◆ WHAT IS REQUIRED: Where the line containing "use crate::backend::DeviceNetwork;" appears, end your copy; everything from the first line of the records below up to and including it must be reproduced exactly.

----------------

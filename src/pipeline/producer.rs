//! Fixed-period sample capture.
//!
//! The producer runs on the invoking thread. Every tick it opens a fresh
//! property task on the target node, reads each dump property in column
//! order and pushes one [`SampleRow`] into the hand-off queue.
//!
//! # Rate Limiting
//!
//! Tick `k` is scheduled `k * period` after the loop started. Reading time
//! and oversleeping do not accumulate; a tick that overruns its period
//! makes the next one start immediately and the schedule continues from
//! there.

use crate::backend::DeviceNetwork;
use crate::config::{DumpPropertySpec, RunSettings};
use crate::error::{Result, ResultExt};
use crate::pipeline::queue::RowSender;
use crate::types::{NodeHandle, SampleRow, TIMESTAMP_FORMAT};
use std::time::{Duration, Instant};

/// Captures `samples_count` rows from the target node at a fixed period
pub struct SampleProducer<'a, N: DeviceNetwork + ?Sized> {
    network: &'a N,
    node: NodeHandle,
    spec: &'a DumpPropertySpec,
    period: Duration,
    samples_count: u64,
}

impl<'a, N: DeviceNetwork + ?Sized> SampleProducer<'a, N> {
    /// Create a producer for the target node
    pub fn new(
        network: &'a N,
        node: NodeHandle,
        spec: &'a DumpPropertySpec,
        settings: &RunSettings,
    ) -> Self {
        Self {
            network,
            node,
            spec,
            period: settings.period(),
            samples_count: settings.samples_count,
        }
    }

    /// Run the sampling loop, returning the number of rows pushed
    ///
    /// Stops at the first tick whose task cannot be opened or whose read
    /// fails; that tick pushes nothing. The queue is closed when this
    /// returns, on every path.
    pub fn run(&self, mut queue: RowSender) -> Result<u64> {
        tracing::info!(
            "Sampling {} every {} ms, {} samples",
            self.node,
            self.period.as_millis(),
            self.samples_count
        );

        let start = Instant::now();
        let mut tick_start = start;

        for tick in 0..self.samples_count {
            let row = self
                .capture(tick_start.duration_since(start))
                .with_context(|| format!("Sampling stopped at tick {}", tick + 1))
                .inspect_err(|e| tracing::error!("{}", e))?;
            queue.push(row)?;

            if tick + 1 < self.samples_count {
                let next_tick = tick_start + self.period;
                let now = Instant::now();
                if next_tick > now {
                    std::thread::sleep(next_tick - now);
                }
                // Keep the schedule anchored to the loop start; only overruns shift it
                tick_start = next_tick.max(now);
            }
        }

        let produced = queue.pushed();
        tracing::debug!("Producer finished: {} rows", produced);
        Ok(produced)
    }

    /// Capture one row through a fresh property task
    fn capture(&self, elapsed: Duration) -> Result<SampleRow> {
        let mut task = self.network.open_property_task(self.node)?;

        let timestamp = chrono::Local::now().format(TIMESTAMP_FORMAT).to_string();
        let mut row = SampleRow::new(timestamp, elapsed, self.spec.len());
        for name in self.spec.property_names() {
            row.push_value(task.string_property(name)?);
        }

        tracing::trace!("Captured row at {} ms: {:?}", elapsed.as_millis(), row.values());
        Ok(row)
    }
}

----------------

◆ SOLUTION FOR THIS PROBLEM:
filename src/pipeline/producer.rs
//! Fixed-period sample capture.
//!
//! The producer runs on the invoking thread. Every tick it opens a fresh
//! property task on the target node, reads each dump property in column
//! order and pushes one [`SampleRow`] into the hand-off queue.
//!
//! # Rate Limiting
//!
//! Tick `k` is scheduled `k * period` after the loop started. Reading time
//! and oversleeping do not accumulate; a tick that overruns its period
//! makes the next one start immediately and the schedule continues from
//! there.

use crate::backend::DeviceNetwork;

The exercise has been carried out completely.